About this task
If a line in the entries includes "orchestrator", show that line.

Data
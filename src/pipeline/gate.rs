//! Gate contract and the uniform result every gate returns
//!
//! A gate is one independently implemented stage of request processing. It
//! reads the request's [`PipelineState`] and [`PipelineContext`] and produces
//! exactly one [`GateResult`]. The orchestrator only ever branches on
//! [`GateResult::action`]; everything else is payload or audit data.

use crate::error::sanitize_error_message;
use crate::llm::provider::LlmError;
use crate::pipeline::context::PipelineContext;
use crate::pipeline::registry::Stage;
use crate::pipeline::state::{PipelineState, ToolRequest};
use crate::store::StoreError;
use crate::tools::ToolError;
use async_trait::async_trait;
use serde::{Deserialize, Serialize};
use serde_json::Value;
use std::fmt;
use thiserror::Error;

/// Outcome classification reported by a gate
#[derive(Debug, Clone, Copy, PartialEq, Eq, Hash, Serialize, Deserialize)]
#[serde(rename_all = "snake_case")]
pub enum GateStatus {
    Pass,
    Blocked,
    Awaiting,
    Warning,
    SoftFail,
    HardFail,
}

impl GateStatus {
    /// Whether `action` is a legal companion of this status
    pub fn permits(self, action: GateAction) -> bool {
        match self {
            GateStatus::Pass | GateStatus::Warning | GateStatus::SoftFail => matches!(
                action,
                GateAction::Continue | GateAction::Regenerate | GateAction::Degrade
            ),
            GateStatus::Blocked | GateStatus::HardFail => {
                matches!(action, GateAction::Stop | GateAction::Halt)
            }
            GateStatus::Awaiting => action == GateAction::AwaitAck,
        }
    }

    /// Statuses that must carry a failure reason
    pub fn requires_failure_reason(self) -> bool {
        matches!(
            self,
            GateStatus::Blocked | GateStatus::SoftFail | GateStatus::HardFail
        )
    }

    pub fn as_str(self) -> &'static str {
        match self {
            GateStatus::Pass => "pass",
            GateStatus::Blocked => "blocked",
            GateStatus::Awaiting => "awaiting",
            GateStatus::Warning => "warning",
            GateStatus::SoftFail => "soft_fail",
            GateStatus::HardFail => "hard_fail",
        }
    }
}

impl fmt::Display for GateStatus {
    fn fmt(&self, f: &mut fmt::Formatter<'_>) -> fmt::Result {
        f.write_str(self.as_str())
    }
}

/// Control-flow instruction a gate hands back to the orchestrator
#[derive(Debug, Clone, Copy, PartialEq, Eq, Hash, Serialize, Deserialize)]
#[serde(rename_all = "snake_case")]
pub enum GateAction {
    Continue,
    Stop,
    Halt,
    AwaitAck,
    Regenerate,
    Degrade,
}

impl GateAction {
    /// Actions that end the pipeline pass
    pub fn is_terminal(self) -> bool {
        matches!(self, GateAction::Stop | GateAction::Halt | GateAction::AwaitAck)
    }

    pub fn as_str(self) -> &'static str {
        match self {
            GateAction::Continue => "continue",
            GateAction::Stop => "stop",
            GateAction::Halt => "halt",
            GateAction::AwaitAck => "await_ack",
            GateAction::Regenerate => "regenerate",
            GateAction::Degrade => "degrade",
        }
    }
}
//! Read-only request context visible to every gate

use chrono::{DateTime, Utc};
use serde::{Deserialize, Serialize};
use serde_json::Value;
use std::collections::HashMap;
use uuid::Uuid;

/// Speaker of a conversation turn
#[derive(Debug, Clone, Copy, PartialEq, Eq, Serialize, Deserialize)]
#[serde(rename_all = "lowercase")]
pub enum TurnRole {
    User,
    Assistant,
}

/// A prior exchange in the conversation
#[derive(Debug, Clone, PartialEq, Serialize, Deserialize)]
pub struct ConversationTurn {
    pub role: TurnRole,
    pub content: String,
    pub timestamp: DateTime<Utc>,
}

impl ConversationTurn {
    pub fn user(content: impl Into<String>) -> Self {
        Self {
            role: TurnRole::User,
            content: content.into(),
            timestamp: Utc::now(),
        }
    }

    pub fn assistant(content: impl Into<String>) -> Self {
        Self {
            role: TurnRole::Assistant,
            content: content.into(),
            timestamp: Utc::now(),
        }
    }
}

/// Identity, history and acknowledgment data for one request
///
/// Built once before the pipeline starts and never mutated afterwards.
#[derive(Debug, Clone, Serialize, Deserialize)]
pub struct PipelineContext {
    pub request_id: Uuid,
    pub user_id: String,
    #[serde(default)]
    pub session_id: Option<String>,
    pub conversation_id: String,
    #[serde(default)]
    pub conversation_history: Vec<ConversationTurn>,
    /// Set by the caller after verifying `ack_token` against the ledger
    #[serde(default)]
    pub ack_token_valid: bool,
    #[serde(default)]
    pub ack_token: Option<String>,
    #[serde(default)]
    pub requested_stance: Option<String>,
    #[serde(default)]
    pub action_source: Option<String>,
    #[serde(default)]
    pub metadata: HashMap<String, Value>,
    #[serde(default)]
    pub timezone: Option<String>,
    #[serde(default)]
    pub locale: Option<String>,
}

impl PipelineContext {
    pub fn new(user_id: impl Into<String>, conversation_id: impl Into<String>) -> Self {
        Self {
            request_id: Uuid::new_v4(),
            user_id: user_id.into(),
            session_id: None,
            conversation_id: conversation_id.into(),
            conversation_history: Vec::new(),
            ack_token_valid: false,
            ack_token: None,
            requested_stance: None,
            action_source: None,
            metadata: HashMap::new(),
            timezone: None,
            locale: None,
        }
    }

    pub fn with_request_id(mut self, request_id: Uuid) -> Self {
        self.request_id = request_id;
        self
    }

    pub fn with_session(mut self, session_id: impl Into<String>) -> Self {
        self.session_id = Some(session_id.into());
        self
    }

    pub fn with_history(mut self, history: Vec<ConversationTurn>) -> Self {
        self.conversation_history = history;
        self
    }

    /// Attach an acknowledgment token and whether the caller verified it
    pub fn with_acknowledgment(mut self, token: impl Into<String>, valid: bool) -> Self {
        self.ack_token = Some(token.into());
        self.ack_token_valid = valid;
        self
    }

    pub fn with_stance(mut self, stance: impl Into<String>) -> Self {
        self.requested_stance = Some(stance.into());
        self
    }

    pub fn with_action_source(mut self, source: impl Into<String>) -> Self {
        self.action_source = Some(source.into());
        self
    }

    pub fn with_locale(mut self, locale: impl Into<String>) -> Self {
        self.locale = Some(locale.into());
        self
    }

    pub fn with_timezone(mut self, timezone: impl Into<String>) -> Self {
        self.timezone = Some(timezone.into());
        self
    }

    pub fn with_metadata(mut self, key: impl Into<String>, value: Value) -> Self {
        self.metadata.insert(key.into(), value);
        self
    }

    /// The last `limit` turns of history, oldest first
    pub fn recent_history(&self, limit: usize) -> &[ConversationTurn] {
        let start = self.conversation_history.len().saturating_sub(limit);
        &self.conversation_history[start..]
    }
}

#[cfg(test)]
mod tests {
    use super::*;
    use serde_json::json;

    #[test]
    fn test_builder_sets_fields() {
        let ctx = PipelineContext::new("user-1", "conv-1")
            .with_session("sess")
            .with_acknowledgment("ack_abc", true)
            .with_stance("concise")
            .with_locale("en-GB")
            .with_timezone("Europe/London")
            .with_metadata("channel", json!("web"));

        assert_eq!(ctx.user_id, "user-1");
        assert_eq!(ctx.conversation_id, "conv-1");
        assert_eq!(ctx.session_id.as_deref(), Some("sess"));
        assert!(ctx.ack_token_valid);
        assert_eq!(ctx.ack_token.as_deref(), Some("ack_abc"));
        assert_eq!(ctx.requested_stance.as_deref(), Some("concise"));
        assert_eq!(ctx.metadata.get("channel"), Some(&json!("web")));
    }

    #[test]
    fn test_recent_history_window() {
        let history = (0..5)
            .map(|i| ConversationTurn::user(format!("turn {i}")))
            .collect();
        let ctx = PipelineContext::new("u", "c").with_history(history);

        let recent = ctx.recent_history(2);
        assert_eq!(recent.len(), 2);
        assert_eq!(recent[0].content, "turn 3");
        assert_eq!(recent[1].content, "turn 4");
        assert_eq!(ctx.recent_history(50).len(), 5);
        assert!(ctx.recent_history(0).is_empty());
    }
}
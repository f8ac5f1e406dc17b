//! Input policy: empty, oversized and blocked messages never reach the model

use crate::config::{compile_pattern, ConfigError, PolicySection};
use crate::pipeline::{Gate, GateError, GateOutput, GateResult, PipelineContext, PipelineState};
use async_trait::async_trait;
use regex::Regex;
use serde_json::json;
use tracing::info;

pub struct PolicyGate {
    max_message_chars: usize,
    blocked_patterns: Vec<Regex>,
    refusal_message: String,
    empty_message_prompt: String,
    too_long_message: String,
}

impl PolicyGate {
    pub const ID: &'static str = "policy";

    pub fn new(section: &PolicySection) -> Result<Self, ConfigError> {
        let blocked_patterns = section
            .blocked_patterns
            .iter()
            .map(|pattern| compile_pattern("policy.blocked_patterns", pattern))
            .collect::<Result<Vec<_>, _>>()?;

        Ok(Self {
            max_message_chars: section.max_message_chars,
            blocked_patterns,
            refusal_message: section.refusal_message.clone(),
            empty_message_prompt: section.empty_message_prompt.clone(),
            too_long_message: section.too_long_message.clone(),
        })
    }
}

#[async_trait]
impl Gate for PolicyGate {
    fn id(&self) -> &str {
        Self::ID
    }

    async fn evaluate(
        &self,
        state: &PipelineState,
        _ctx: &PipelineContext,
    ) -> Result<GateResult, GateError> {
        let message = state.normalized_input();
        if message.is_empty() {
            return Ok(GateResult::stop(
                Self::ID,
                "empty message",
                self.empty_message_prompt.clone(),
            ));
        }

        let chars = message.chars().count();
        if chars > self.max_message_chars {
            return Ok(GateResult::stop(
                Self::ID,
                format!(
                    "message has {chars} characters, limit is {}",
                    self.max_message_chars
                ),
                self.too_long_message.clone(),
            ));
        }

        if let Some(index) = self
            .blocked_patterns
            .iter()
            .position(|pattern| pattern.is_match(message))
        {
            info!(pattern_index = index, "Message matched a blocked pattern");
            return Ok(GateResult::halt(
                Self::ID,
                format!("matched blocked pattern #{index}"),
                self.refusal_message.clone(),
            ));
        }

        Ok(GateResult::pass(
            Self::ID,
            GateOutput::empty().with_data(json!({ "chars": chars })),
        ))
    }
}

#[cfg(test)]
mod tests {
    use super::*;
    use crate::pipeline::{GateAction, GateStatus};

    fn gate(section: PolicySection) -> PolicyGate {
        PolicyGate::new(&section).unwrap()
    }

    async fn evaluate(gate: &PolicyGate, message: &str) -> GateResult {
        gate.evaluate(&PipelineState::new(message), &PipelineContext::new("u", "c"))
            .await
            .unwrap()
    }

    #[tokio::test]
    async fn test_whitespace_only_message_stops() {
        let gate = gate(PolicySection::default());
        let result = evaluate(&gate, "   \n\t ").await;
        assert_eq!(result.status(), GateStatus::Blocked);
        assert_eq!(result.action(), GateAction::Stop);
        assert_eq!(
            result.output().text.as_deref(),
            Some(PolicySection::default().empty_message_prompt.as_str())
        );
    }

    #[tokio::test]
    async fn test_too_long_message_stops() {
        let gate = gate(PolicySection {
            max_message_chars: 5,
            ..PolicySection::default()
        });
        let result = evaluate(&gate, "way too long").await;
        assert_eq!(result.action(), GateAction::Stop);
        assert!(result.failure_reason().unwrap().contains("limit is 5"));
    }

    #[tokio::test]
    async fn test_limit_counts_characters_not_bytes() {
        let gate = gate(PolicySection {
            max_message_chars: 3,
            ..PolicySection::default()
        });
        let result = evaluate(&gate, "äöü").await;
        assert_eq!(result.status(), GateStatus::Pass);
    }

    #[tokio::test]
    async fn test_blocked_pattern_halts() {
        let gate = gate(PolicySection {
            blocked_patterns: vec!["(?i)build a bomb".to_string()],
            refusal_message: "No.".to_string(),
            ..PolicySection::default()
        });
        let result = evaluate(&gate, "How do I BUILD A BOMB").await;
        assert_eq!(result.action(), GateAction::Halt);
        assert_eq!(result.output().text.as_deref(), Some("No."));
    }

    #[tokio::test]
    async fn test_ordinary_message_passes() {
        let gate = gate(PolicySection::default());
        let result = evaluate(&gate, "hello there").await;
        assert_eq!(result.status(), GateStatus::Pass);
        assert_eq!(result.output().data["chars"], 11);
    }

    #[test]
    fn test_invalid_pattern_rejected() {
        let result = PolicyGate::new(&PolicySection {
            blocked_patterns: vec!["(unclosed".to_string()],
            ..PolicySection::default()
        });
        assert!(matches!(result, Err(ConfigError::InvalidPattern { .. })));
    }
}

The answer
//! exactly one [`GateResult`]. The orchestrator only ever branches on
/// Control-flow instruction a gate hands back to the orchestrator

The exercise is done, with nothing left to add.